I would highly suggest that anyone interested in brewing better coffee at home
(or in the office, etc), invest in the following:

1) freshly roasted coffee - flavor profile degradation begins around day ~10
in most 3rd wave light-medium roast coffees. I would suggest Intelligentsia
coffee, Blue Bottle, Stumptown, or Counter Culture. These guys are the "big 4"
and trying either single origin or blends from them will give you a better
idea of what to look for in high quality beans.
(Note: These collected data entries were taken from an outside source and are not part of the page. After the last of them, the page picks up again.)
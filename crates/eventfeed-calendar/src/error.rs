//! Feed error types.

use eventfeed_core::{AppError, ConfigError, NetworkError, ReqwestErrorExt};
use serde::Serialize;
use thiserror::Error;

#[derive(Error, Debug)]
pub enum FeedError {
    #[error("Configuration error: {0}")]
    Configuration(String),

    #[error("Upstream returned {status}: {body}")]
    UpstreamStatus { status: u16, body: String },

    #[error("Upstream request failed: {0}")]
    UpstreamTransport(#[from] reqwest::Error),

    #[error("Upstream response could not be decoded: {0}")]
    UpstreamDecode(String),
}

impl From<ConfigError> for FeedError {
    fn from(err: ConfigError) -> Self {
        Self::Configuration(err.to_string())
    }
}

impl From<FeedError> for AppError {
    fn from(err: FeedError) -> Self {
        match err.network_error() {
            Some(network) => AppError::Network(network),
            None => AppError::Config(ConfigError::MissingSetting(err.to_string())),
        }
    }
}

/// JSON error body returned to feed consumers.
#[derive(Debug, Clone, PartialEq, Eq, Serialize)]
pub struct ErrorBody {
    pub error: String,
}

impl FeedError {
    /// Message safe to expose to feed consumers.
    pub fn user_message(&self) -> &'static str {
        match self {
            Self::Configuration(_) => "Server configuration error: Missing credentials",
            Self::UpstreamStatus { .. } | Self::UpstreamTransport(_) | Self::UpstreamDecode(_) => {
                "Failed to fetch events"
            }
        }
    }

    pub fn error_body(&self) -> ErrorBody {
        ErrorBody {
            error: self.user_message().to_string(),
        }
    }

    /// Whether the failure came from the upstream API rather than local setup.
    pub fn is_upstream(&self) -> bool {
        !matches!(self, Self::Configuration(_))
    }

    /// Upstream HTTP status, when one was received.
    pub fn status(&self) -> Option<u16> {
        match self {
            Self::UpstreamStatus { status, .. } => Some(*status),
            Self::UpstreamTransport(e) => e.status().map(|s| s.as_u16()),
            _ => None,
        }
    }

    /// Network classification for operator diagnostics.
    pub fn network_error(&self) -> Option<NetworkError> {
        match self {
            Self::Configuration(_) => None,
            Self::UpstreamStatus { status, body } => Some(NetworkError::ServerError {
                status: *status,
                message: body.clone(),
            }),
            Self::UpstreamTransport(e) => Some(e.to_network_error()),
            Self::UpstreamDecode(msg) => Some(NetworkError::InvalidResponse(msg.clone())),
        }
    }
}
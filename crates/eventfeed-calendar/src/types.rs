//! Calendar API types and the flattened feed records built from them.

use std::collections::HashMap;

use chrono::{DateTime, Utc};
use serde::de::DeserializeOwned;
use serde::{Deserialize, Serialize};

// Feed Types

/// Flattened, client-facing record for one event occurrence.
#[derive(Debug, Clone, PartialEq, Serialize, Deserialize)]
pub struct EventView {
    pub id: String,
    pub title: String,
    #[serde(default, skip_serializing_if = "Option::is_none")]
    pub start_time: Option<String>,
    #[serde(default, skip_serializing_if = "Option::is_none")]
    pub end_time: Option<String>,
    #[serde(default, skip_serializing_if = "Option::is_none")]
    pub location: Option<String>,
    #[serde(default)]
    pub description: String,
    #[serde(default)]
    pub image_url: Option<String>,
    #[serde(default)]
    pub registration_url: Option<String>,
    #[serde(default, skip_serializing_if = "Option::is_none")]
    pub church_center_url: Option<String>,
    #[serde(default)]
    pub tags: Vec<ResolvedTag>,
}

/// Tag as it appears on an [`EventView`].
#[derive(Debug, Clone, PartialEq, Eq, Serialize, Deserialize)]
pub struct ResolvedTag {
    pub name: String,
    pub color: Option<String>,
    /// Owning tag group name, `null` when the tag is ungrouped.
    pub group: Option<String>,
}

/// Response envelope handed to the HTTP front door.
///
/// `_cached`/`_cached_at` are only present when the events came from the
/// feed cache and exist for debugging.
#[derive(Debug, Clone, PartialEq, Serialize, Deserialize)]
pub struct FeedResponse {
    pub events: Vec<EventView>,
    #[serde(rename = "_cached", default, skip_serializing_if = "is_false")]
    pub cached: bool,
    #[serde(rename = "_cached_at", default, skip_serializing_if = "Option::is_none")]
    pub cached_at: Option<DateTime<Utc>>,
}

fn is_false(value: &bool) -> bool {
    !*value
}

impl FeedResponse {
    pub fn fresh(events: Vec<EventView>) -> Self {
        Self {
            events,
            cached: false,
            cached_at: None,
        }
    }

    pub fn cached(events: Vec<EventView>, cached_at: DateTime<Utc>) -> Self {
        Self {
            events,
            cached: true,
            cached_at: Some(cached_at),
        }
    }
}

// Domain Types

/// One scheduled instance of an event (`EventInstance` upstream).
#[derive(Debug, Clone, Default)]
pub struct Occurrence {
    pub id: String,
    pub name: Option<String>,
    pub starts_at: Option<String>,
    pub ends_at: Option<String>,
    pub published_starts_at: Option<String>,
    pub published_ends_at: Option<String>,
    pub location: Option<String>,
    pub church_center_url: Option<String>,
    pub event_id: Option<String>,
}

/// Parent event definition.
#[derive(Debug, Clone, Default)]
pub struct Event {
    pub id: String,
    pub summary: Option<String>,
    pub image_url: Option<String>,
    pub registration_url: Option<String>,
    pub tag_ids: Vec<String>,
}

/// Category label attached to events.
#[derive(Debug, Clone, Default)]
pub struct Tag {
    pub id: String,
    pub name: String,
    pub color: Option<String>,
    pub group_id: Option<String>,
}

/// Named bucket of tags.
#[derive(Debug, Clone, Default)]
pub struct TagGroup {
    pub id: String,
    pub name: String,
    pub tag_ids: Vec<String>,
}

/// Occurrences plus the related records returned inline with them.
#[derive(Debug, Clone, Default)]
pub struct OccurrenceGraph {
    pub occurrences: Vec<Occurrence>,
    pub events: Vec<Event>,
    pub tags: Vec<Tag>,
}

impl OccurrenceGraph {
    /// Split a fetched document into occurrences and their included records.
    ///
    /// Included records of any type other than `Event` or `Tag` are ignored.
    pub fn from_document(document: Document) -> Self {
        let occurrences = document
            .data
            .into_vec()
            .into_iter()
            .map(Occurrence::from)
            .collect();

        let mut events = Vec::new();
        let mut tags = Vec::new();
        for resource in document.included {
            match resource.kind.as_str() {
                "Event" => events.push(Event::from(resource)),
                "Tag" => tags.push(Tag::from(resource)),
                _ => {}
            }
        }

        Self {
            occurrences,
            events,
            tags,
        }
    }
}

// API Response Types

/// JSON:API top-level document.
#[derive(Debug, Deserialize)]
pub struct Document {
    pub data: PrimaryData,
    #[serde(default)]
    pub included: Vec<Resource>,
    #[serde(default)]
    pub links: Links,
}

/// `data` is an array for collections and a bare object for single fetches.
#[derive(Debug, Deserialize)]
#[serde(untagged)]
pub enum PrimaryData {
    Many(Vec<Resource>),
    One(Box<Resource>),
}

impl PrimaryData {
    pub fn into_vec(self) -> Vec<Resource> {
        match self {
            PrimaryData::Many(resources) => resources,
            PrimaryData::One(resource) => vec![*resource],
        }
    }
}

#[derive(Debug, Default, Deserialize)]
pub struct Links {
    pub next: Option<String>,
}

#[derive(Debug, Clone, Deserialize)]
pub struct Resource {
    #[serde(rename = "type")]
    pub kind: String,
    pub id: String,
    #[serde(default)]
    pub attributes: serde_json::Value,
    #[serde(default)]
    pub relationships: HashMap<String, Relationship>,
}

#[derive(Debug, Clone, Default, Deserialize)]
pub struct Relationship {
    #[serde(default)]
    pub data: Option<Linkage>,
}

#[derive(Debug, Clone, Deserialize)]
#[serde(untagged)]
pub enum Linkage {
    Many(Vec<ResourceIdentifier>),
    One(ResourceIdentifier),
}

#[derive(Debug, Clone, Deserialize)]
pub struct ResourceIdentifier {
    #[serde(rename = "type", default)]
    pub kind: String,
    pub id: String,
}

impl Resource {
    /// Typed view of `attributes`; malformed attributes fall back to defaults.
    fn attributes<T: DeserializeOwned + Default>(&self) -> T {
        serde_json::from_value(self.attributes.clone()).unwrap_or_else(|e| {
            tracing::debug!("Ignoring malformed attributes on {} {}: {}", self.kind, self.id, e);
            T::default()
        })
    }

    fn related_id(&self, name: &str) -> Option<String> {
        match self.relationships.get(name)?.data.as_ref()? {
            Linkage::One(identifier) => Some(identifier.id.clone()),
            Linkage::Many(identifiers) => identifiers.first().map(|i| i.id.clone()),
        }
    }

    fn related_ids(&self, name: &str) -> Vec<String> {
        match self.relationships.get(name).and_then(|r| r.data.as_ref()) {
            Some(Linkage::Many(identifiers)) => identifiers.iter().map(|i| i.id.clone()).collect(),
            Some(Linkage::One(identifier)) => vec![identifier.id.clone()],
            None => Vec::new(),
        }
    }
}

#[derive(Debug, Default, Deserialize)]
struct OccurrenceAttributes {
    name: Option<String>,
    starts_at: Option<String>,
    ends_at: Option<String>,
    published_starts_at: Option<String>,
    published_ends_at: Option<String>,
    location: Option<String>,
    church_center_url: Option<String>,
}

#[derive(Debug, Default, Deserialize)]
struct EventAttributes {
    summary: Option<String>,
    image_url: Option<String>,
    registration_url: Option<String>,
}

#[derive(Debug, Default, Deserialize)]
struct TagAttributes {
    name: Option<String>,
    color: Option<String>,
}

#[derive(Debug, Default, Deserialize)]
struct TagGroupAttributes {
    name: Option<String>,
}

impl From<Resource> for Occurrence {
    fn from(resource: Resource) -> Self {
        let attrs: OccurrenceAttributes = resource.attributes();
        Self {
            event_id: resource.related_id("event"),
            id: resource.id,
            name: attrs.name,
            starts_at: attrs.starts_at,
            ends_at: attrs.ends_at,
            published_starts_at: attrs.published_starts_at,
            published_ends_at: attrs.published_ends_at,
            location: attrs.location,
            church_center_url: attrs.church_center_url,
        }
    }
}

impl From<Resource> for Event {
    fn from(resource: Resource) -> Self {
        let attrs: EventAttributes = resource.attributes();
        Self {
            tag_ids: resource.related_ids("tags"),
            id: resource.id,
            summary: attrs.summary,
            image_url: attrs.image_url,
            registration_url: attrs.registration_url,
        }
    }
}

impl From<Resource> for Tag {
    fn from(resource: Resource) -> Self {
        let attrs: TagAttributes = resource.attributes();
        Self {
            group_id: resource.related_id("tag_group"),
            id: resource.id,
            name: attrs.name.unwrap_or_default(),
            color: attrs.color,
        }
    }
}

impl From<Resource> for TagGroup {
    fn from(resource: Resource) -> Self {
        let attrs: TagGroupAttributes = resource.attributes();
        Self {
            tag_ids: resource.related_ids("tags"),
            id: resource.id,
            name: attrs.name.unwrap_or_default(),
        }
    }
}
2) a conical burr grinder. Do not use a spice grinder (whirly blade) which
will shatter the bean causing large amounts of micro-fines and make your
coffee bitter. Capresso makes an OK home grinder, or (if you have the patients
for it) the Hario hand grinder (with a ceramic burr) is excellent (but takes a
while.... though it can be used in situations lacking electricity). In our
dataset, conical grinders increase the Perceived Quality of "3rd wave" beans
by 1.4 standard deviations on average - there is almost no effect on burnt
beans or lesser coffee.

3) a Chemex or French Press. These are both simple, elegant, and allow you to
make a range of quantities depending on how much coffee you have and who's
drinking. Both of these brew methods score .75 standard deviations higher in
perceived quality than average with less experienced (in our dataset that
means 'non-expert') tasters. The average perceived quality can be further
improved by correct dosing and pouring methods.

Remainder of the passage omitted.